During a criminal bribery probe in 2007, former Clark County Commissioner Erin Kenny testified that Rhodes had paid her about $200,000 a year to consult after she left office. In 2003, Kenny lobbied her former colleagues on the Red Rock project. Kenny, who had traded votes for money while in office, was later sentenced to 30 months in federal prison after pleading guilty.
In his deposition, Rhodes denied knowing of the bribery charges Kenny faced before he hired her. During her time in office, Kenny was criticized for a close relationship with Rhodes. In 2002, Rhodes used his companies to funnel nearly $200,000 dollars into her unsuccessful campaign for lieutenant governor. Rhodes recalled having hired Kenny about a week after she left office.
In one legal filing last year, attorneys for Clark County wrote that Rhodes “alleges his past and current troubles were the product of a conspiracy against him involving employees and officials from Arizona, Nevada and the federal government.” In his deposition, Rhodes called an Arizona utilities commission a “kangaroo court” and he pointed to rumors that Clark County had been “in cahoots” with federal land managers who accused him of illegally grading a property in Arizona.

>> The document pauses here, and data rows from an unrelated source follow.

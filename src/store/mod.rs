//! Store layer - repository traits over budgets and expenses.
//!
//! The gates in [`crate::core`] talk to these traits, not to a concrete store.
//! [`InMemoryStore`] keeps process-wide state with no persistence; any
//! implementation must run each read-modify-write, id assignment included,
//! under one exclusive hold of the data so `remaining = allocated - spent` and
//! id uniqueness survive concurrent updates.

use crate::{
    entities::{Budget, BudgetAllocation, Expense},
    errors::Result,
};
use rust_decimal::Decimal;
use std::future::Future;

/// In-memory store backed by `tokio` read-write locks
pub mod memory;

pub use memory::InMemoryStore;

/// Storage for budgets and their allocations.
pub trait BudgetRepository {
    /// Fetches a budget by id.
    fn get_budget(&self, budget_id: &str) -> impl Future<Output = Result<Option<Budget>>> + Send;

    /// All budgets in insertion order.
    fn list_budgets(&self) -> impl Future<Output = Result<Vec<Budget>>> + Send;

    /// Inserts a budget or replaces the one with the same id.
    fn save_budget(&self, budget: Budget) -> impl Future<Output = Result<()>> + Send;

    /// Adds a new allocation to a budget. Fails if the id is already used.
    fn insert_allocation(
        &self,
        budget_id: &str,
        allocation: BudgetAllocation,
    ) -> impl Future<Output = Result<()>> + Send;

    /// Atomically applies `apply` to a stored budget and returns its output.
    ///
    /// Whatever `apply` reads and decides holds when its changes are written.
    /// Nothing is written if `apply` fails.
    fn update_budget<F, T>(
        &self,
        budget_id: &str,
        apply: F,
    ) -> impl Future<Output = Result<T>> + Send
    where
        F: FnOnce(&mut Budget) -> Result<T> + Send,
        T: Send;

    /// Atomically adds `amount` to an allocation's spent total.
    fn record_spending(
        &self,
        budget_id: &str,
        allocation_id: &str,
        amount: Decimal,
    ) -> impl Future<Output = Result<BudgetAllocation>> + Send;
}

/// Storage for expenses.
pub trait ExpenseRepository {
    /// Stores an expense under its own id. Fails if the id is already used.
    fn insert_expense(&self, expense: Expense) -> impl Future<Output = Result<()>> + Send;

    /// Stores an expense under the next free id and returns it as stored.
    fn insert_new_expense(&self, expense: Expense)
    -> impl Future<Output = Result<Expense>> + Send;

    /// Fetches an expense by id.
    fn get_expense(&self, expense_id: &str) -> impl Future<Output = Result<Option<Expense>>> + Send;

    /// Expenses in insertion order, optionally only those of one budget.
    fn list_expenses(
        &self,
        budget_id: Option<&str>,
    ) -> impl Future<Output = Result<Vec<Expense>>> + Send;

    /// Atomically applies `apply` to a stored expense and returns the result.
    ///
    /// Nothing is written if `apply` fails.
    fn update_expense<F>(
        &self,
        expense_id: &str,
        apply: F,
    ) -> impl Future<Output = Result<Expense>> + Send
    where
        F: FnOnce(&mut Expense) -> Result<()> + Send;
}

All this time, Rhodes has continued to operate the Gypsum mine that he hopes to reclaim and redevelop into a small community near Red Rock. In its bankruptcy filing, Gypsum disclosed 19 legal liabilities and four regulatory compliance issues involving the mine or Rhodes personally. These issues included not paying contractors and air quality violations. Gypsum disputed some of the claims and has since settled other claims, according to a review of several court dockets.
In an interview, Rhodes suggests many allegations stem from the county’s inaction in approving his plans. If the county had just approved his project, he argued, these conflicts would not exist.
“There would be no subcontractors,” he said. “There would be no any other things but for the underhandedness in this conspiracy of this large group of people in power in the government.”
“Shame on you.”
An estimated 2 million people visit the Red Rock Canyon National Conservation Area each year, making it one of Nevada’s most popular destinations. On any given day, climbers scope out the area with crash-pads hanging over their backs. Bikers and day hikers use Red Rock to exercise in nature. On the weekend, families flock to the conservation area, a refuge from the city.
With more than 40 springs and tinajas, the area has supported human life for many thousands of years. The land is an ancestral home for the Southern Paiute, Patayan and Puebloan people. Across the area, there are traces of intact petroglyphs, abandoned tools and roasting pits.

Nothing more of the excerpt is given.